The four young monks exchanged glances; Avelyn was sympathetic to the captain’s wishes and actually took some comfort in the man’s commanding, if cold, demeanor. He saw that his three companions apparently didn’t share his feelings, for Quintall openly scowled as if he were offended by a mere ship’s captain speaking so forcefully to him.

Father Abbot Markwart, also sensing the sudden tension, cleared his throat loudly. “You are dismissed,” he said to the four, “to an early meal and to your rooms. You are excused from all your duties this day, and all the ceremonies. Make your peace with God and prepare yourselves for the task before you.”

They left the office then, unescorted, and Quintall began openly complaining even as the door shut behind them.

“Captain Adjonas will be in for a long journey indeed if he thinks that he commands,” the stocky man said, to the nodding replies of both Thagraine and Pellimar.

“It is his ship,” Avelyn said simply.

“A ship bought,” Quintall replied immediately and brusquely. “Adjonas commands his crew to execute the task they were paid to do, but he does not command us. Understand that now. On the
Windrunner,
you and Thagraine answer only to Pellimar, and Pellimar answers only to me.”

Avelyn had no response to that. The pecking order for the voyage had indeed been determined in just that manner. While Thagraine and Avelyn, as Preparers, were paramount to the mission, Quintall and Pellimar had been given higher positions on the voyage to and from Pimaninicuit. Avelyn could accept that. If things got rough out on the seas, as expected, Quintall, the most physically impressive of the four, would be best prepared to handle any situation.

Avelyn left the group then, heading for his room as the Father Abbot had ordered. He was some distance down the corridor and still he heard complaining near the Abbot’s door. He suspected that Quintall and the others kept up their complaining for some time, long after he was kneeling beside his simple cot, falling deep into important prayer.

 

The morning ceremony was the grandest event that Avelyn had seen in his four and a half years at St.-Mere-Abelle. More than eight hundred monks, every member of the Order, including four score who were not living at the abbey any longer but were serving as missionaries all along All Saints Bay, lined the docks, lifting their voices in common song. The bells of the abbey pealed repeatedly, drawing curious onlookers from the nearby village of St.-Mere-Abelle. The ceremony began before dawn, intensified as the sun glistened on the horizon across the waters, then went on and on, one prayer after another, each song louder than the previous.

The four crewmen of the
Windrunner’s
boat, which was bouncing noisily against the wooden dock, sat through it all with smirking faces, thoroughly amused and certainly not impressed. As the day brightened, Avelyn could see the rest of the thirty-man crew lining the deck of the caravel, the ship resting at anchor some fifty yards out in the harbor.

The sailors cared nothing for this all-important mission, Avelyn realized, beyond their payment of gold—and whatever other trinkets Father Abbot Markwart had included in the bargain. Avelyn considered again the sacred stone woven into Captain Adjonas’ baldric, and the thought disturbed him more than a little.
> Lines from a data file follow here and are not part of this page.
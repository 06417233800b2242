//! Per-function AST
//!
//! [`ScriptAst`] serializes the ordered statement list of one function,
//! records fall-through and jump links, resolves the execution-flow stack,
//! discovers entrypoints, and extracts per-entrypoint subgraphs.

use std::collections::{BTreeMap, BTreeSet, HashMap};

use serde_json::Value;

use crate::error::{Error, ResolveError, ScriptError};
use crate::kismet::{KismetExpression, KismetExpressionDataTrait};
use crate::types::AstValue;

/// A directed link between two statement indices
pub type Link = (usize, usize);

/// A statement-level AST node
#[derive(Debug, Clone, PartialEq)]
pub struct ScriptStatement {
    /// Stable statement index
    pub index: usize,
    /// Decoded expression
    pub expr: KismetExpression,
}

impl ScriptStatement {
    /// Ordered attribute tree of this statement, `index` last
    pub fn ast_value(&self) -> AstValue {
        let mut fields = self.expr.node_fields();
        fields.push(("index", AstValue::Int(self.index as u64)));
        AstValue::Map(fields)
    }
}

enum StackOp {
    Push(usize),
    Pop { current: Option<usize>, conditional: bool },
    None,
}

/// AST of one function's bytecode
#[derive(Debug, Clone, Default)]
pub struct ScriptAst {
    name: String,
    is_ubergraph: bool,
    cmptd_jump_index: Option<usize>,
    not_entrypoints: BTreeSet<usize>,
    script_nodes: BTreeMap<usize, ScriptStatement>,
    link_list: BTreeSet<Link>,
    temp_link_list: Vec<Link>,
    last_index: Option<usize>,
}

impl ScriptAst {
    /// Serialize the ordered statement list of one function.
    ///
    /// The returned AST has `script_nodes` and the fall-through/jump links
    /// populated; call [`ScriptAst::resolve`] before reading pop targets or
    /// extracting subgraphs.
    pub fn new(name: &str, bytecode: &[Value]) -> Result<Self, Error> {
        let mut ast = ScriptAst {
            name: name.to_string(),
            ..Default::default()
        };
        for statement in bytecode {
            ast.serialize_statement(statement)?;
        }
        Ok(ast)
    }

    /// Function name
    pub fn name(&self) -> &str {
        &self.name
    }

    /// True iff the function contains a computed jump
    pub fn is_ubergraph(&self) -> bool {
        self.is_ubergraph
    }

    /// Index of the computed-jump statement, when one exists
    pub fn cmptd_jump_index(&self) -> Option<usize> {
        self.cmptd_jump_index
    }

    /// Statement indices excluded from entrypoint discovery
    pub fn not_entrypoints(&self) -> &BTreeSet<usize> {
        &self.not_entrypoints
    }

    /// Serialized statements, keyed by statement index
    pub fn script_nodes(&self) -> &BTreeMap<usize, ScriptStatement> {
        &self.script_nodes
    }

    /// Directed links between statements
    pub fn link_list(&self) -> &BTreeSet<Link> {
        &self.link_list
    }

    /// Look up one statement
    pub fn node(&self, index: usize) -> Option<&ScriptStatement> {
        self.script_nodes.get(&index)
    }

    fn serialize_statement(&mut self, statement: &Value) -> Result<(), Error> {
        let obj = statement
            .as_object()
            .ok_or_else(|| ScriptError::invalid_statement(statement.to_string()))?;
        let index = obj
            .get("StatementIndex")
            .and_then(Value::as_u64)
            .ok_or_else(|| ScriptError::missing_statement_index(statement.to_string()))?
            as usize;
        let expr = KismetExpression::new(statement)?;

        match &expr {
            KismetExpression::ExJump(jump) => {
                self.link_list.insert((index, jump.jmp_offset));
            }
            KismetExpression::ExJumpIfNot(jump) => {
                self.link_list.insert((index, jump.jmp_offset));
            }
            KismetExpression::ExPushExecutionFlow(push) => {
                self.not_entrypoints.insert(push.push_addr);
            }
            KismetExpression::ExComputedJump(_) => {
                if let Some(first) = self.cmptd_jump_index {
                    return Err(ResolveError::duplicate_computed_jump(first, index).into());
                }
                self.is_ubergraph = true;
                self.cmptd_jump_index = Some(index);
                // the ubergraph dispatches from its head, so the head is a
                // dispatcher, not an event entry
                self.not_entrypoints.insert(0);
            }
            _ => {}
        }

        if let Some(last) = self.last_index {
            self.link_list.insert((last, index));
        }
        self.last_index = (!expr.no_flow()).then_some(index);
        self.script_nodes.insert(index, ScriptStatement { index, expr });
        Ok(())
    }

    /// Resolve pop-execution targets by walking from every entrypoint with a
    /// simulated execution-flow stack, then absorb the resolved links.
    ///
    /// Running this a second time on an already-resolved AST adds no links
    /// and rewrites no pop targets.
    pub fn resolve(&mut self) -> Result<(), Error> {
        for (from, to) in &self.link_list {
            if !self.script_nodes.contains_key(from) || !self.script_nodes.contains_key(to) {
                return Err(ScriptError::dangling_link(*from, *to).into());
            }
        }
        for entrypoint in self.entrypoints() {
            let mut visited = HashMap::new();
            self.resolve_stack(entrypoint, Vec::new(), None, &mut visited)?;
        }
        let resolved: Vec<Link> = self.temp_link_list.drain(..).collect();
        self.link_list.extend(resolved);
        Ok(())
    }

    fn resolve_stack(
        &mut self,
        index: usize,
        in_stack: Vec<usize>,
        _last_index: Option<usize>,
        visited: &mut HashMap<usize, Vec<usize>>,
    ) -> Result<(), Error> {
        let mut stack = in_stack;
        let outs = self.outgoing(index, None)?;
        let stmt = self
            .script_nodes
            .get(&index)
            .ok_or_else(|| ResolveError::unknown_statement(index))?;

        let op = match &stmt.expr {
            // dispatch targets are only synthesized during extraction
            KismetExpression::ExComputedJump(_) => return Ok(()),
            KismetExpression::ExEndOfScript(_) => {
                if !outs.is_empty() || !stack.is_empty() {
                    log::warn!(
                        "{}: end of script at {index} with {} unmatched links and {} stacked addresses",
                        self.name,
                        outs.len(),
                        stack.len()
                    );
                    for (from, to) in &outs {
                        log::warn!("    unmatched link ({from}, {to})");
                    }
                    for addr in &stack {
                        log::warn!("    stacked address {addr}");
                    }
                }
                if !outs.is_empty() {
                    return Err(ResolveError::trailing_links(index, outs.len()).into());
                }
                stack.clear();
                StackOp::None
            }
            expr => {
                if outs.is_empty() && stack.is_empty() {
                    return Err(ResolveError::dangling_statement(index).into());
                }
                match expr {
                    KismetExpression::ExPushExecutionFlow(push) => StackOp::Push(push.push_addr),
                    KismetExpression::ExPopExecutionFlow(pop) => StackOp::Pop {
                        current: pop.pop_addr,
                        conditional: false,
                    },
                    KismetExpression::ExPopExecutionFlowIfNot(pop) => StackOp::Pop {
                        current: pop.pop_addr,
                        conditional: true,
                    },
                    _ => StackOp::None,
                }
            }
        };

        if visited.contains_key(&index) {
            return Ok(());
        }
        visited.insert(index, stack.clone());

        match op {
            StackOp::Push(addr) => {
                log::debug!("  {index} push addr {addr}");
                stack.push(addr);
            }
            StackOp::Pop { current, conditional } => {
                let Some(&addr) = stack.last() else {
                    return Err(ResolveError::pop_with_empty_stack(index).into());
                };
                log::debug!("  {index} pop addr {addr}");
                match current {
                    Some(resolved) if resolved == addr => {}
                    Some(resolved) => {
                        return Err(ResolveError::pop_target_mismatch(index, resolved, addr).into())
                    }
                    None => {
                        // a conditional pop keeps its fall-through link, an
                        // unconditional one has none
                        let expected = usize::from(conditional);
                        if outs.len() != expected {
                            return Err(ResolveError::unexpected_link_count(
                                index,
                                expected,
                                outs.len(),
                            )
                            .into());
                        }
                        self.set_pop_addr(index, addr);
                        self.temp_link_list.push((index, addr));
                        let mut popped = stack.clone();
                        popped.pop();
                        self.resolve_stack(addr, popped, Some(index), visited)?;
                    }
                }
            }
            StackOp::None => {}
        }

        for (_, next) in outs {
            self.resolve_stack(next, stack.clone(), Some(index), visited)?;
        }
        Ok(())
    }

    fn set_pop_addr(&mut self, index: usize, addr: usize) {
        if let Some(stmt) = self.script_nodes.get_mut(&index) {
            match &mut stmt.expr {
                KismetExpression::ExPopExecutionFlow(pop) => pop.pop_addr = Some(addr),
                KismetExpression::ExPopExecutionFlowIfNot(pop) => pop.pop_addr = Some(addr),
                _ => {}
            }
        }
    }

    /// Links leading into a statement
    pub fn incoming(&self, index: usize) -> BTreeSet<Link> {
        self.link_list
            .iter()
            .filter(|(_, to)| *to == index)
            .copied()
            .collect()
    }

    /// Links leaving a statement.
    ///
    /// When the statement is the computed jump and a dispatch target has been
    /// supplied, the dispatch link is synthesized; a target at or before the
    /// computed jump is a fatal anomaly.
    pub fn outgoing(&self, index: usize, computed_target: Option<usize>) -> Result<BTreeSet<Link>, Error> {
        let mut links: BTreeSet<Link> = self
            .link_list
            .iter()
            .filter(|(from, _)| *from == index)
            .copied()
            .collect();
        if let (Some(jump), Some(target)) = (self.cmptd_jump_index, computed_target) {
            if index == jump {
                if target <= jump {
                    return Err(ResolveError::backward_computed_jump(jump, target).into());
                }
                links.insert((jump, target));
            }
        }
        Ok(links)
    }

    /// Statement indices with no incoming links that are not excluded by
    /// instruction semantics
    pub fn entrypoints(&self) -> BTreeSet<usize> {
        self.script_nodes
            .keys()
            .filter(|index| !self.not_entrypoints.contains(index))
            .filter(|index| self.incoming(**index).is_empty())
            .copied()
            .collect()
    }

    /// Extract the subgraph reachable from one entrypoint.
    ///
    /// Entrypoint `0` of a non-ubergraph yields the whole graph verbatim;
    /// any other seed is closed over the outgoing links, with the computed
    /// jump dispatching toward the seed.
    pub fn subgraph(&self, entrypoint: usize) -> Result<(Vec<&ScriptStatement>, BTreeSet<Link>), Error> {
        if entrypoint == 0 && !self.is_ubergraph {
            return Ok((self.script_nodes.values().collect(), self.link_list.clone()));
        }
        let mut final_nodes: BTreeSet<usize> = BTreeSet::new();
        let mut final_edges: BTreeSet<Link> = BTreeSet::new();
        let mut local_nodes: BTreeSet<usize> = BTreeSet::from([entrypoint]);
        while !local_nodes.is_subset(&final_nodes) {
            final_nodes.extend(&local_nodes);
            let mut local_edges: BTreeSet<Link> = BTreeSet::new();
            for node in &local_nodes {
                local_edges.extend(self.outgoing(*node, Some(entrypoint))?);
            }
            final_edges.extend(&local_edges);
            local_nodes = local_edges.iter().map(|(_, to)| *to).collect();
        }
        let nodes = final_nodes
            .iter()
            .filter_map(|index| self.script_nodes.get(index))
            .collect();
        Ok((nodes, final_edges))
    }

    /// Serialized statements as a plain JSON mapping, for the intermediate
    /// dump
    pub fn script_nodes_json(&self) -> Value {
        let mut map = serde_json::Map::with_capacity(self.script_nodes.len());
        for (index, stmt) in &self.script_nodes {
            map.insert(index.to_string(), stmt.ast_value().to_json());
        }
        Value::Object(map)
    }
}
If the man, like his crew, was so obviously nonreligious, then he should not possess such a gem, not for any reason.

This was just the first hint, Avelyn understood, and he began to suspect that the long voyage—they were expected to be away for near to eight months—would be trying in more ways than physical.

First hand Bunkus Smealy interrupted the ceremony an hour or so after the dawn, calling out in a crusty voice, “Time for going!”